The New ‘My Plate’

The USDA Food Guide has again been changed. Can we trust that we are getting the best information for staying healthy? ‘My Plate’ consists of a plate divided into 4 sections. Half of the plate has two sections, one for Fruits and the other for Vegetables. The other half consists of Grains and Protein. There is a small circle at the right top side of the plate for Dairy. Perhaps this is for the milk that is suggested, especially for children. This is a good guide to start with.

However, it doesn’t go far enough. There is a great review of “My Plate” by Nutritionist at the  Harvard School of Public Health. by looking at your plate when you eat. Is half your plate fruit and vegetables? When you go to fast food places, most likely you will not be getting much fruit and vegetables, if any. Are you getting enough protein? Remember that protein includes eggs, nuts and beans. Too much red meat isn’t good either. Are your grains multi-grains? And remember that a small amount of dairy is needed each day. In our society it is easy to load on the cheese.

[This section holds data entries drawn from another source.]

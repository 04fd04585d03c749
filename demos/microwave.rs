//! Microwave State Machine
//!
//! A machine with no default state: the first declared state is the initial
//! one, and every handler reports the state and event it fired on.
//!
//! Run with: cargo run --example microwave

use barebone_fsm::{Context, Machine, Transition};

fn report(target: &'static str) -> impl FnMut(&mut Context<'_, ()>) -> Transition {
    move |ctx: &mut Context<'_, ()>| {
        println!("[{}]->{}", ctx.state(), ctx.event());
        Transition::to(target)
    }
}

fn main() {
    tracing_subscriber::fmt()
        .with_env_filter(tracing_subscriber::EnvFilter::from_default_env())
        .init();

    println!("=== Microwave State Machine ===\n");

    let mut microwave = Machine::new();
    microwave.state("stopped", |s| {
        s.on("open", report("open"));
        s.on("start", report("started"));
    });
    microwave.state("open", |s| {
        s.on("close", report("stopped"));
    });
    microwave.state("started", |s| {
        s.on("open", report("open"));
        s.on("stop", report("stopped"));
        s.on_enter(|_| println!("  heating..."));
        s.on_exit(|_| println!("  beep"));
    });

    microwave.dispatch_all(["open", "close", "start", "open", "close", "start", "stop"]);

    println!("\n{microwave}");
    println!("\n=== Example Complete ===");
}
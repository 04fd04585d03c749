//! Vehicle Host Object
//!
//! A host type embedding a machine and using the `Fsm` shorthand to query
//! and fire events.
//!
//! Run with: cargo run --example vehicle

use barebone_fsm::{transitions, Fsm, Machine, Transition};

struct Vehicle {
    fsm: Machine,
}

impl Vehicle {
    fn new() -> Self {
        let mut fsm = Machine::new();
        fsm.state("parked", |s| {
            s.transitions(transitions! { "start" => "running", "open" => "open" });
        });
        fsm.state("running", |s| {
            s.goto("park", "parked");
        });
        fsm.state("open", |s| {
            s.on("park", |_| Transition::to("parked"));
        });
        Self { fsm }
    }

    fn show(&self) {
        let state = self.current_state().map_or("-", |name| name.as_str());
        println!(
            "state: {state:<8} can start: {:<5} can park: {}",
            self.has_event("start"),
            self.has_event("park")
        );
    }
}

impl Fsm for Vehicle {
    type Data = ();

    fn machine(&self) -> &Machine {
        &self.fsm
    }

    fn machine_mut(&mut self) -> &mut Machine {
        &mut self.fsm
    }
}

fn main() {
    tracing_subscriber::fmt()
        .with_env_filter(tracing_subscriber::EnvFilter::from_default_env())
        .init();

    println!("=== Vehicle Host Object ===\n");

    let mut vehicle = Vehicle::new();
    vehicle.show();

    vehicle.fire_all(["start", "park"]);
    vehicle.show();

    vehicle.fire("park");
    vehicle.show();

    vehicle.fire("open");
    vehicle.show();

    vehicle.fire("park");
    vehicle.show();

    println!("\n{}", vehicle.machine());
    println!("\n=== Example Complete ===");
}
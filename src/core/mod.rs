//! Core engine types.
//!
//! This module contains the building blocks the machine is made of:
//! - `Name` identifiers shared by states and events
//! - `Transition` results returned by handlers
//! - `State` and its ordered handler table

mod name;
mod state;
mod transition;

pub use name::{Name, DEFAULT_EVENT, ENTER_HOOK, EXIT_HOOK};
pub use state::{State, TransitionTable};
pub use transition::{Context, Handler, Transition};
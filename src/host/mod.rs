//! Host-facing shorthand over a machine.
//!
//! A host object that embeds a [`Machine`] implements [`Fsm`] by exposing
//! it, and gets event queries and firing for free. None of these methods carry
//! transition logic of their own.

mod shared;

pub use shared::{SharedMachine, WeakMachine};

use crate::core::Name;
use crate::machine::Machine;

/// Query and fire shorthand for anything that owns a machine.
///
/// # Example
///
/// ```rust
/// use barebone_fsm::{transitions, Fsm, Machine};
///
/// struct Vehicle {
///     fsm: Machine,
/// }
///
/// impl Fsm for Vehicle {
///     type Data = ();
///
///     fn machine(&self) -> &Machine {
///         &self.fsm
///     }
///
///     fn machine_mut(&mut self) -> &mut Machine {
///         &mut self.fsm
///     }
/// }
///
/// let mut fsm = Machine::new();
/// fsm.state("parked", |s| {
///     s.transitions(transitions! { "start" => "running" });
/// });
/// fsm.state("running", |s| {
///     s.goto("park", "parked");
/// });
///
/// let mut vehicle = Vehicle { fsm };
/// assert!(vehicle.is_state("parked"));
/// assert!(vehicle.has_event("start"));
///
/// vehicle.fire("start");
/// assert!(vehicle.is_state("running"));
/// assert!(!vehicle.has_event("start"));
/// ```
pub trait Fsm {
    /// Host data held by the embedded machine.
    type Data;

    fn machine(&self) -> &Machine<Self::Data>;

    fn machine_mut(&mut self) -> &mut Machine<Self::Data>;

    /// Name of the current state.
    fn current_state(&self) -> Option<&Name> {
        self.machine().current_state()
    }

    /// Check if the current state has a handler registered for `event`.
    ///
    /// Only an exact registration counts; a `"default"` catch-all does not.
    fn has_event(&self, event: &str) -> bool {
        self.machine()
            .current()
            .is_some_and(|state| state.has_event(event))
    }

    /// Check if the current state is `name`.
    fn is_state(&self, name: &str) -> bool {
        self.machine()
            .current_state()
            .is_some_and(|current| current == name)
    }

    /// Dispatch a single event.
    fn fire(&mut self, event: impl Into<Name>)
    where
        Self: Sized,
    {
        self.machine_mut().dispatch(event);
    }

    /// Dispatch events in order.
    fn fire_all<I>(&mut self, events: I)
    where
        I: IntoIterator,
        I::Item: Into<Name>,
        Self: Sized,
    {
        self.machine_mut().dispatch_all(events);
    }
}

impl<D> Fsm for Machine<D> {
    type Data = D;

    fn machine(&self) -> &Machine<D> {
        self
    }

    fn machine_mut(&mut self) -> &mut Machine<D> {
        self
    }
}
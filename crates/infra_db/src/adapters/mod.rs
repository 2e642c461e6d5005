//! Domain Adapters
//!
//! This module provides adapter implementations for the billing ports,
//! connecting domain interfaces to the PostgreSQL database layer.
//!
//! # Architecture
//!
//! Each adapter:
//! - Implements a port trait from `domain_billing`
//! - Translates between domain models and database row types
//! - Uses the repository layer for database operations
//!
//! # Usage
//!
//! ```rust,ignore
//! use infra_db::adapters::PgProjectDirectory;
//! use domain_billing::ProjectDirectory;
//!
//! let directory = PgProjectDirectory::new(pool);
//! let context = directory.billing_context(project_id).await?;
//! ```

pub mod billing;

pub use billing::{FinancialYearNumbering, PgInvoiceStore, PgProjectDirectory};
//! Property-Based Test Generators
//!
//! Provides proptest strategies for generating random test data
//! that maintains domain invariants.

use chrono::NaiveDate;
use core_kernel::calendar::days_in_month;
use core_kernel::{ClientId, Currency, DateRange, Money, ProjectId};
use domain_client::{BillingFrequency, ServiceRateTerm};
use proptest::prelude::*;
use rust_decimal::Decimal;

/// Strategy for generating valid Currency values
pub fn currency_strategy() -> impl Strategy<Value = Currency> {
    prop_oneof![
        Just(Currency::INR),
        Just(Currency::USD),
        Just(Currency::EUR),
        Just(Currency::GBP),
        Just(Currency::JPY),
        Just(Currency::AUD),
        Just(Currency::CAD),
        Just(Currency::SGD),
    ]
}

/// Strategy for generating positive amounts in minor units
pub fn positive_amount_minor_strategy() -> impl Strategy<Value = i64> {
    1i64..1_000_000_000i64
}

/// Strategy for generating Money values with positive amounts
pub fn positive_money_strategy() -> impl Strategy<Value = Money> {
    (positive_amount_minor_strategy(), currency_strategy())
        .prop_map(|(amount, currency)| Money::from_minor(amount, currency))
}

/// Strategy for generating positive INR Money values
pub fn inr_money_strategy() -> impl Strategy<Value = Money> {
    positive_amount_minor_strategy().prop_map(|amount| Money::from_minor(amount, Currency::INR))
}

/// Strategy for generating tax rates as fractions (0.0 to 1.0)
pub fn tax_rate_strategy() -> impl Strategy<Value = Decimal> {
    (0u32..10000u32).prop_map(|n| Decimal::new(n as i64, 4))
}

/// Strategy for generating billing days that exist in every month
pub fn billing_day_strategy() -> impl Strategy<Value = u32> {
    1u32..29u32
}

/// Strategy for generating billing frequencies
pub fn frequency_strategy() -> impl Strategy<Value = BillingFrequency> {
    prop_oneof![
        Just(BillingFrequency::Monthly),
        Just(BillingFrequency::Quarterly),
        Just(BillingFrequency::Yearly),
    ]
}

/// Strategy for generating optional service rate terms
pub fn rate_term_strategy() -> impl Strategy<Value = Option<ServiceRateTerm>> {
    prop_oneof![
        Just(None),
        Just(Some(ServiceRateTerm::PerHour)),
        Just(Some(ServiceRateTerm::PerMonth)),
        Just(Some(ServiceRateTerm::PerQuarter)),
        Just(Some(ServiceRateTerm::PerYear)),
    ]
}

/// Strategy for generating dates that exist in every month of 2024
pub fn date_2024_strategy() -> impl Strategy<Value = NaiveDate> {
    (1u32..=12u32, 1u32..29u32).prop_map(|(month, day)| {
        NaiveDate::from_ymd_opt(2024, month, day).expect("Generated invalid date")
    })
}

/// Strategy for generating whole-month billing periods
pub fn month_period_strategy() -> impl Strategy<Value = DateRange> {
    (2020i32..2030i32, 1u32..=12u32).prop_map(|(year, month)| {
        let start = NaiveDate::from_ymd_opt(year, month, 1).expect("Generated invalid date");
        let end = NaiveDate::from_ymd_opt(year, month, days_in_month(start))
            .expect("Generated invalid date");
        DateRange::new(start, end).expect("Generated invalid period")
    })
}

/// Strategy for generating daily effort hours (0.25 to 12.00)
pub fn effort_hours_strategy() -> impl Strategy<Value = Decimal> {
    (25u32..1201u32).prop_map(|n| Decimal::new(n as i64, 2))
}

/// Strategy for generating billing engagement percentages (0% to 100%)
pub fn engagement_strategy() -> impl Strategy<Value = Decimal> {
    (0u32..10001u32).prop_map(|n| Decimal::new(n as i64, 2))
}

/// Strategy for generating ClientId
pub fn client_id_strategy() -> impl Strategy<Value = ClientId> {
    any::<[u8; 16]>().prop_map(|bytes| ClientId::from_uuid(uuid::Uuid::from_bytes(bytes)))
}

/// Strategy for generating ProjectId
pub fn project_id_strategy() -> impl Strategy<Value = ProjectId> {
    any::<[u8; 16]>().prop_map(|bytes| ProjectId::from_uuid(uuid::Uuid::from_bytes(bytes)))
}

/// Strategy for generating names
pub fn name_strategy() -> impl Strategy<Value = String> {
    "[A-Z][a-z]{2,10}".prop_map(|s| s)
}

Whenever you make changes to your life style, be sure to go slowly. Make it a comfortable change so you will want to continue that practice. If you want to increase your fruit and/or vegetable consumption, begin with adding a vegetable to your meal. Eat a fruit as dessert or have a fruit between meals. If you make it fun or enjoyable, you will find that you want to add more.

Those of you who are saying, “Why should I make changes?” or “I like what I eat”. Remember that our health and aging issues are strongly influenced by what we have been eating for years.